WORK ITEM:
Only the lines containing the string "Alignment" are needed; copy all of them from the listing.

START SOURCE DATA

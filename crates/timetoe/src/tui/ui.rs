//! Stateless UI rendering.

use ratatui::{
    Frame,
    layout::{Alignment, Constraint, Direction, Layout, Rect},
    style::{Color, Modifier, Style},
    text::{Line, Span},
    widgets::{Block, Borders, List, ListItem, Paragraph},
};
use timetoe_rules::{GameState, Player, Position, Square, Status};

use super::app::{App, Focus};

const HELP: &str =
    "arrows move · enter play · 1-9 play cell · tab history · o order · r restart · q quit";

/// Renders the whole screen for `app`.
pub fn draw(frame: &mut Frame, app: &App) {
    let chunks = Layout::default()
        .direction(Direction::Vertical)
        .constraints([
            Constraint::Length(1), // Title
            Constraint::Min(13),   // Board and game info
            Constraint::Length(1), // Help
        ])
        .split(frame.area());

    let title = Paragraph::new("Tic Tac Toe")
        .style(Style::default().fg(Color::Cyan).add_modifier(Modifier::BOLD))
        .alignment(Alignment::Center);
    frame.render_widget(title, chunks[0]);

    let body = Layout::default()
        .direction(Direction::Horizontal)
        .constraints([Constraint::Length(42), Constraint::Min(30)])
        .split(chunks[1]);

    draw_board(frame, body[0], app);
    draw_info(frame, body[1], app);

    let help = Paragraph::new(HELP)
        .style(Style::default().fg(Color::DarkGray))
        .alignment(Alignment::Center);
    frame.render_widget(help, chunks[2]);
}

fn draw_board(frame: &mut Frame, area: Rect, app: &App) {
    let block = Block::default()
        .borders(Borders::ALL)
        .title("Board")
        .border_style(focus_style(app.focus() == Focus::Board));
    let inner = block.inner(area);
    frame.render_widget(block, area);

    let board_area = center_rect(inner, 38, 11);
    let rows = Layout::default()
        .direction(Direction::Vertical)
        .constraints([
            Constraint::Length(3),
            Constraint::Length(1),
            Constraint::Length(3),
            Constraint::Length(1),
            Constraint::Length(3),
        ])
        .split(board_area);

    for row in 0..3 {
        draw_row(frame, rows[row * 2], app, row);
        if row < 2 {
            let sep = Paragraph::new("─".repeat(board_area.width as usize))
                .style(Style::default().fg(Color::DarkGray));
            frame.render_widget(sep, rows[row * 2 + 1]);
        }
    }
}

fn draw_row(frame: &mut Frame, area: Rect, app: &App, row: usize) {
    let cols = Layout::default()
        .direction(Direction::Horizontal)
        .constraints([
            Constraint::Length(12),
            Constraint::Length(1),
            Constraint::Length(12),
            Constraint::Length(1),
            Constraint::Length(12),
        ])
        .split(area);

    for col in 0..3 {
        if let Some(pos) = Position::from_row_col(row, col) {
            draw_cell(frame, cols[col * 2], app, pos);
        }
        if col < 2 {
            let sep = Paragraph::new("│\n│\n│").style(Style::default().fg(Color::DarkGray));
            frame.render_widget(sep, cols[col * 2 + 1]);
        }
    }
}

fn draw_cell(frame: &mut Frame, area: Rect, app: &App, pos: Position) {
    let game = app.game();
    let highlighted = game.highlight().is_some_and(|line| line.contains(&pos));

    let (symbol, mut style) = match game.board().get(pos) {
        Square::Empty => (" ", Style::default().fg(Color::DarkGray)),
        Square::Occupied(Player::X) => (
            "X",
            Style::default().fg(Color::Blue).add_modifier(Modifier::BOLD),
        ),
        Square::Occupied(Player::O) => (
            "O",
            Style::default().fg(Color::Red).add_modifier(Modifier::BOLD),
        ),
    };

    if highlighted {
        style = style.bg(Color::Green).fg(Color::Black);
    }
    if app.focus() == Focus::Board && pos == app.cursor() {
        style = style.bg(Color::White).fg(Color::Black);
    }

    let text = vec![
        Line::from(Span::styled("     ", style)),
        Line::from(Span::styled(format!("  {symbol}  "), style)),
        Line::from(Span::styled("     ", style)),
    ];
    let paragraph = Paragraph::new(text).alignment(Alignment::Center);
    frame.render_widget(paragraph, area);
}

fn draw_info(frame: &mut Frame, area: Rect, app: &App) {
    let chunks = Layout::default()
        .direction(Direction::Vertical)
        .constraints([
            Constraint::Length(3), // Status
            Constraint::Length(1), // Order button
            Constraint::Min(3),    // Move list
        ])
        .split(area);

    let game = app.game();
    let status = Paragraph::new(game.status().to_string())
        .style(status_style(game))
        .block(Block::default().borders(Borders::ALL).title("Status"));
    frame.render_widget(status, chunks[0]);

    let button = Paragraph::new(format!("[o] {}", app.order().button_label()))
        .style(Style::default().fg(Color::Yellow));
    frame.render_widget(button, chunks[1]);

    let history_focused = app.focus() == Focus::History;
    let items: Vec<ListItem> = app
        .entries()
        .into_iter()
        .map(|entry| {
            let mut label_style = Style::default();
            if entry.is_current {
                label_style = label_style.add_modifier(Modifier::BOLD);
            }
            if history_focused && entry.step == app.selected() {
                label_style = label_style.add_modifier(Modifier::REVERSED);
            }
            ListItem::new(Line::from(vec![
                Span::styled(entry.label, label_style),
                Span::raw(" "),
                Span::styled(entry.coordinates, Style::default().fg(Color::DarkGray)),
            ]))
        })
        .collect();

    let list = List::new(items).block(
        Block::default()
            .borders(Borders::ALL)
            .title("Moves")
            .border_style(focus_style(history_focused)),
    );
    frame.render_widget(list, chunks[2]);
}

fn status_style(game: &GameState) -> Style {
    match game.status() {
        Status::Winner(_) => Style::default().fg(Color::Green).add_modifier(Modifier::BOLD),
        Status::Tie => Style::default().fg(Color::Magenta).add_modifier(Modifier::BOLD),
        Status::NextPlayer(_) => Style::default().fg(Color::Yellow),
    }
}

fn focus_style(focused: bool) -> Style {
    if focused {
        Style::default().fg(Color::Cyan)
    } else {
        Style::default().fg(Color::DarkGray)
    }
}

fn center_rect(area: Rect, width: u16, height: u16) -> Rect {
    let vert = Layout::default()
        .direction(Direction::Vertical)
        .constraints([
            Constraint::Length((area.height.saturating_sub(height)) / 2),
            Constraint::Length(height),
            Constraint::Min(0),
        ])
        .split(area);

    Layout::default()
        .direction(Direction::Horizontal)
        .constraints([
            Constraint::Length((area.width.saturating_sub(width)) / 2),
            Constraint::Length(width),
            Constraint::Min(0),
        ])
        .split(vert[1])[1]
}

#[cfg(test)]
mod tests {
    use super::*;
    use crate::view::MoveOrder;
    use ratatui::{Terminal, backend::TestBackend};

    fn render(app: &App) -> String {
        let mut terminal = Terminal::new(TestBackend::new(100, 24)).unwrap();
        terminal.draw(|f| draw(f, app)).unwrap();
        let buffer = terminal.backend().buffer();
        buffer
            .content()
            .chunks(buffer.area.width as usize)
            .map(|row| row.iter().map(|cell| cell.symbol()).collect::<String>())
            .collect::<Vec<_>>()
            .join("\n")
    }

    #[test]
    fn test_renders_status_and_moves() {
        let mut app = App::new(MoveOrder::Ascending);
        app.play(Position::Center);

        let screen = render(&app);
        assert!(screen.contains("Next player: O"), "{screen}");
        assert!(screen.contains("Go to game start (col, row)"), "{screen}");
        assert!(screen.contains("Go to move #1 (2, 2)"), "{screen}");
        assert!(screen.contains("Order Descending"), "{screen}");
    }

    #[test]
    fn test_renders_winner_and_highlight() {
        let mut app = App::default();
        for pos in [
            Position::TopLeft,
            Position::TopCenter,
            Position::Center,
            Position::MiddleLeft,
            Position::BottomRight,
        ] {
            app.play(pos);
        }

        let screen = render(&app);
        assert!(screen.contains("Winner: X"), "{screen}");
    }

    #[test]
    fn test_current_entry_is_bold() {
        let mut app = App::default();
        app.play(Position::Center);
        app.play(Position::TopLeft);
        app.jump(1);

        let mut terminal = Terminal::new(TestBackend::new(100, 24)).unwrap();
        terminal.draw(|f| draw(f, &app)).unwrap();
        let buffer = terminal.backend().buffer();

        let width = buffer.area.width as usize;
        let bold_rows: Vec<String> = buffer
            .content()
            .chunks(width)
            .filter(|row| {
                row.iter()
                    .any(|c| c.symbol() == "G" && c.modifier.contains(Modifier::BOLD))
            })
            .map(|row| row.iter().map(|c| c.symbol()).collect())
            .collect();

        assert_eq!(bold_rows.len(), 1);
        assert!(bold_rows[0].contains("Go to move #1"), "{bold_rows:?}");
    }
}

END SOURCE DATA

OUTPUT:
    layout::{Alignment, Constraint, Direction, Layout, Rect},
        .alignment(Alignment::Center);
        .alignment(Alignment::Center);
    let paragraph = Paragraph::new(text).alignment(Alignment::Center);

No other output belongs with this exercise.